··· DATA FOR ANALYSIS ···

//! A fixed-capacity bit set over small integer indices.
//!
//! The component extractor keeps the set of not-yet-assigned memory cells in a [`BitSet`]: it
//! claims cells by removing them and seeds new blocks from the lowest remaining index.

use crate::Result;

/// A bit vector for set operations over indices in `[0, capacity)`.
#[derive(Clone, PartialEq, Eq, Hash)]
pub struct BitSet {
    /// The bits, 64 per word.
    words: Vec<u64>,
    /// The number of addressable bits.
    len: usize,
    /// No set bit lives in a word below this one.
    low_word: usize,
}

impl BitSet {
    /// Creates an empty bit set able to hold indices below `capacity`.
    ///
    /// # Errors
    /// Returns [`crate::Error::OutOfMemory`] if the words cannot be allocated.
    pub fn new(capacity: usize) -> Result<Self> {
        let num_words = capacity.div_ceil(64);
        let mut words = Vec::new();
        words.try_reserve_exact(num_words)?;
        words.resize(num_words, 0);

        Ok(Self {
            words,
            len: capacity,
            low_word: 0,
        })
    }

    /// Sets the bit at `index`.
    ///
    /// # Panics
    ///
    /// Panics if `index` is not below the capacity.
    pub fn insert(&mut self, index: usize) {
        assert!(index < self.len, "index out of bounds");
        let word = index / 64;
        self.words[word] |= 1u64 << (index % 64);
        self.low_word = self.low_word.min(word);
    }

    /// Clears the bit at `index`, returning whether it was set.
    ///
    /// # Panics
    ///
    /// Panics if `index` is not below the capacity.
    pub fn remove(&mut self, index: usize) -> bool {
        assert!(index < self.len, "index out of bounds");
        let word = index / 64;
        let mask = 1u64 << (index % 64);
        let was_set = self.words[word] & mask != 0;
        self.words[word] &= !mask;
        was_set
    }

    /// Returns the number of set bits.
    #[must_use]
    pub fn count(&self) -> usize {
        self.words.iter().map(|w| w.count_ones() as usize).sum()
    }

    /// Clears and returns the lowest set index.
    pub fn pop_first(&mut self) -> Option<usize> {
        while self.low_word < self.words.len() {
            let word = self.words[self.low_word];
            if word != 0 {
                let bit = word.trailing_zeros() as usize;
                self.words[self.low_word] &= word - 1;
                return Some(self.low_word * 64 + bit);
            }
            self.low_word += 1;
        }
        None
    }

    /// Returns an iterator over the set indices in ascending order.
    pub fn iter(&self) -> BitSetIter<'_> {
        BitSetIter {
            set: self,
            word_idx: 0,
            current: self.words.first().copied().unwrap_or(0),
        }
    }
}

impl std::fmt::Debug for BitSet {
    fn fmt(&self, f: &mut std::fmt::Formatter<'_>) -> std::fmt::Result {
        f.debug_set().entries(self.iter()).finish()
    }
}

/// Iterator over the set bits of a [`BitSet`].
pub struct BitSetIter<'a> {
    set: &'a BitSet,
    word_idx: usize,
    current: u64,
}

impl Iterator for BitSetIter<'_> {
    type Item = usize;

    fn next(&mut self) -> Option<Self::Item> {
        loop {
            if self.current != 0 {
                let bit = self.current.trailing_zeros() as usize;
                self.current &= self.current - 1;
                return Some(self.word_idx * 64 + bit);
            }
            self.word_idx += 1;
            self.current = *self.set.words.get(self.word_idx)?;
        }
    }
}
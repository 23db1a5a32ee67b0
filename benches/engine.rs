extern crate malscope;

use criterion::{criterion_group, criterion_main, Criterion, Throughput};
use malscope::prelude::*;
use std::hint::black_box;

const HELLO_WORLD: &[u8] =
    b"(=<`#9]~6ZY32Vx/4Rs+0No-&Jk)\"Fh}|Bcy?`=*z]Kw%oG4UUS0/@-ejc(:'8dc";

/// Benchmark loading: validation of the image plus filling the remaining memory.
fn bench_load(c: &mut Criterion) {
    let image = ProgramImage::from_mem(HELLO_WORLD.to_vec()).unwrap();

    c.bench_function("vm_load", |b| {
        b.iter(|| {
            let state = VmState::load(black_box(&image)).unwrap();
            black_box(state)
        });
    });
}

/// Benchmark a silent run to `Hlt`, with and without recording.
fn bench_execute(c: &mut Criterion) {
    let image = ProgramImage::from_mem(HELLO_WORLD.to_vec()).unwrap();
    let initial = VmState::load(&image).unwrap();
    let interrupt = Interrupt::new();

    let mut group = c.benchmark_group("execute");
    group.throughput(Throughput::Elements(40));
    group.bench_function("silent", |b| {
        b.iter(|| {
            let mut state = initial.clone();
            let run = execute(
                &mut state,
                &mut Channel::silent(),
                &StopCondition::unbounded(),
                Recording::Off,
                &interrupt,
            );
            black_box(run)
        });
    });
    group.bench_function("recorded", |b| {
        let mut facts = AccessFacts::new().unwrap();
        b.iter(|| {
            let mut state = initial.clone();
            let run = execute(
                &mut state,
                &mut Channel::silent(),
                &StopCondition::unbounded(),
                Recording::Record(&mut facts),
                &interrupt,
            );
            black_box(run)
        });
    });
    group.finish();
}

criterion_group!(benches, bench_load, bench_execute);
criterion_main!(benches);
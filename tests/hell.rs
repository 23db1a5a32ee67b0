//! HeLL source produced for complete sessions.

use std::io::Read;

use malscope::prelude::*;

const BOUNCER: &[u8] = b"ba&`@]";

fn disassemble(optimize: bool) -> Disassembly {
    let image = ProgramImage::from_mem(BOUNCER.to_vec()).unwrap();
    let traces = vec![vec![65, 66]];
    Disassembler::new(DisassemblerConfig::scripted().with_optimize_entry(optimize))
        .analyse(&image, RunDriver::Scripted { traces: &traces })
        .unwrap()
}

#[test]
fn test_bouncer_source() {
    let source = HellWriter::new().render(&disassemble(true)).unwrap();

    let expected = "\
.CODE
CODE_97:
\tNop
CODE_98:
\tInvalid
CODE_99:
\tJmp

CODE_29459:
\tNop

.DATA
ENTRY:
DATA_0:
\tCODE_99
\tCODE_98
\t?-
\tCODE_97
\t?-
\t?-
\tCODE_29459

";
    assert_eq!(source, expected);
}

#[test]
fn test_long_cycles_follow_the_session_threshold() {
    let image = ProgramImage::from_mem(BOUNCER.to_vec()).unwrap();
    let traces = vec![vec![65, 66]];
    let disassembler =
        Disassembler::new(DisassemblerConfig::scripted().with_long_cycle_threshold(68));
    let disassembly = disassembler
        .analyse(&image, RunDriver::Scripted { traces: &traces })
        .unwrap();

    // cell 97 sits on the 68-cycle, which is now short enough to be spelled out
    let source = disassembler.writer().render(&disassembly).unwrap();
    let line = source.lines().skip_while(|line| *line != "CODE_97:").nth(1).unwrap();
    assert!(line.starts_with("\tNop/"));
    assert_eq!(line.matches('/').count(), 67);

    let source = Disassembler::default().writer().render(&disassembly).unwrap();
    assert_eq!(source, HellWriter::new().render(&disassembly).unwrap());
}

#[test]
fn test_entry_label_follows_the_entry_point() {
    let source = HellWriter::new().render(&disassemble(false)).unwrap();

    // without the optimizer the entry Jmp reads its target from cell 3
    let data = &source[source.find(".DATA").unwrap()..];
    let entry = data.find("ENTRY:").unwrap();
    let tail: Vec<&str> = data[entry..].lines().take(3).collect();
    assert_eq!(tail, ["ENTRY:", "DATA_3:", "\tCODE_97"]);
    assert!(!source.contains("INIT_A"));
}

#[test]
fn test_written_to_file() {
    let disassembly = disassemble(true);
    let dir = tempfile::tempdir().unwrap();
    let program = dir.path().join("bouncer.mb");
    let output = default_output_path(&program);
    assert_eq!(output, dir.path().join("bouncer.hell"));

    let mut file = std::fs::File::create(&output).unwrap();
    HellWriter::new().write(&disassembly, &mut file).unwrap();
    drop(file);

    let mut written = String::new();
    std::fs::File::open(&output)
        .unwrap()
        .read_to_string(&mut written)
        .unwrap();
    assert_eq!(written, HellWriter::new().render(&disassembly).unwrap());
}
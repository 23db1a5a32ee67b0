#![no_main]

use libfuzzer_sys::fuzz_target;
use malscope::{file::ProgramImage, vm::VmState};

fuzz_target!(|data: &[u8]| {
    if let Ok(image) = ProgramImage::from_mem(data.to_vec()) {
        let _ = VmState::load(&image);
    }
});
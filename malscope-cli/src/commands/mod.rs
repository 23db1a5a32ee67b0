pub mod blocks;
pub mod common;
pub mod cycle;
pub mod disasm;
pub mod entry;
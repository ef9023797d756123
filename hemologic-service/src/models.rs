use hemo_flow::{AnalysisView, EndpointSettings, TriggerOutcome};
use serde::{Deserialize, Serialize};

#[derive(Debug, Serialize, Deserialize)]
pub struct TriggerResponse {
    pub accepted: bool,
    pub session_id: String,
    pub message: String,
}

impl From<TriggerOutcome> for TriggerResponse {
    fn from(outcome: TriggerOutcome) -> Self {
        match outcome {
            TriggerOutcome::Accepted { session_id } => Self {
                accepted: true,
                session_id,
                message: "Analysis requested".to_string(),
            },
            TriggerOutcome::Busy { session_id } => Self {
                accepted: false,
                session_id,
                message: "An analysis is already in progress".to_string(),
            },
        }
    }
}

#[derive(Debug, Serialize, Deserialize)]
pub struct AnalysisResponse {
    #[serde(flatten)]
    pub view: AnalysisView,
    /// Whether the analysis action should be enabled for the user.
    pub can_trigger: bool,
}

impl From<AnalysisView> for AnalysisResponse {
    fn from(view: AnalysisView) -> Self {
        Self {
            can_trigger: view.state.accepts_trigger(),
            view,
        }
    }
}

/// Admin view of the endpoint configuration. The API key itself is never
/// echoed back.
#[derive(Debug, Serialize, Deserialize)]
pub struct ConfigResponse {
    pub ocr_endpoint: String,
    pub agent_endpoint: String,
    pub sendto_endpoint: String,
    pub api_key: String,
    pub has_api_key: bool,
}

impl From<&EndpointSettings> for ConfigResponse {
    fn from(settings: &EndpointSettings) -> Self {
        Self {
            ocr_endpoint: settings.ocr_endpoint.clone(),
            agent_endpoint: settings.agent_endpoint.clone(),
            sendto_endpoint: settings.sendto_endpoint.clone(),
            api_key: settings.masked_api_key().to_string(),
            has_api_key: !settings.api_key.is_empty(),
        }
    }
}
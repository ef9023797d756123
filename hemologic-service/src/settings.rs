use hemo_flow::client::DEFAULT_REQUEST_TIMEOUT;
use hemo_flow::reveal::DEFAULT_REVEAL_INTERVAL;
use std::path::PathBuf;
use std::time::Duration;

/// Scanned lab reports can be large PDFs.
pub const DEFAULT_MAX_UPLOAD_BYTES: usize = 25 * 1024 * 1024;

#[derive(Debug, Clone, Copy, PartialEq, Eq)]
pub enum LogFormat {
    Json,
    Pretty,
}

/// Process-level settings read from the environment at startup.
#[derive(Debug, Clone, PartialEq)]
pub struct ServiceSettings {
    pub port: u16,
    /// JSON file backing the endpoint configuration; in-memory when unset.
    pub config_path: Option<PathBuf>,
    pub reveal_interval: Duration,
    pub request_timeout: Duration,
    pub max_upload_bytes: usize,
    pub log_format: LogFormat,
}

impl Default for ServiceSettings {
    fn default() -> Self {
        Self {
            port: 3000,
            config_path: None,
            reveal_interval: DEFAULT_REVEAL_INTERVAL,
            request_timeout: DEFAULT_REQUEST_TIMEOUT,
            max_upload_bytes: DEFAULT_MAX_UPLOAD_BYTES,
            log_format: LogFormat::Json,
        }
    }
}

impl ServiceSettings {
    pub fn from_env() -> Self {
        Self::from_lookup(|key| std::env::var(key).ok())
    }

    /// Unparseable values fall back to the defaults.
    pub fn from_lookup(lookup: impl Fn(&str) -> Option<String>) -> Self {
        let defaults = Self::default();
        let millis = |key: &str| {
            lookup(key)
                .and_then(|v| v.trim().parse::<u64>().ok())
                .map(Duration::from_millis)
        };

        Self {
            port: lookup("PORT")
                .and_then(|v| v.trim().parse::<u16>().ok())
                .unwrap_or(defaults.port),
            config_path: lookup("HEMOLOGIC_CONFIG_PATH")
                .filter(|v| !v.trim().is_empty())
                .map(PathBuf::from),
            reveal_interval: millis("HEMOLOGIC_REVEAL_INTERVAL_MS")
                .filter(|d| !d.is_zero())
                .unwrap_or(defaults.reveal_interval),
            request_timeout: millis("HEMOLOGIC_REQUEST_TIMEOUT_MS")
                .filter(|d| !d.is_zero())
                .unwrap_or(defaults.request_timeout),
            max_upload_bytes: lookup("HEMOLOGIC_MAX_UPLOAD_BYTES")
                .and_then(|v| v.trim().parse::<usize>().ok())
                .filter(|bytes| *bytes > 0)
                .unwrap_or(defaults.max_upload_bytes),
            log_format: match lookup("LOG_FORMAT").as_deref() {
                Some("pretty") => LogFormat::Pretty,
                _ => LogFormat::Json,
            },
        }
    }
}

···

## WORK TASK
Write out every line of the data that holds the word "filter".

## ANSWER BOX
                .filter(|v| !v.trim().is_empty())
                .filter(|d| !d.is_zero())
                .filter(|d| !d.is_zero())
                .filter(|bytes| *bytes > 0)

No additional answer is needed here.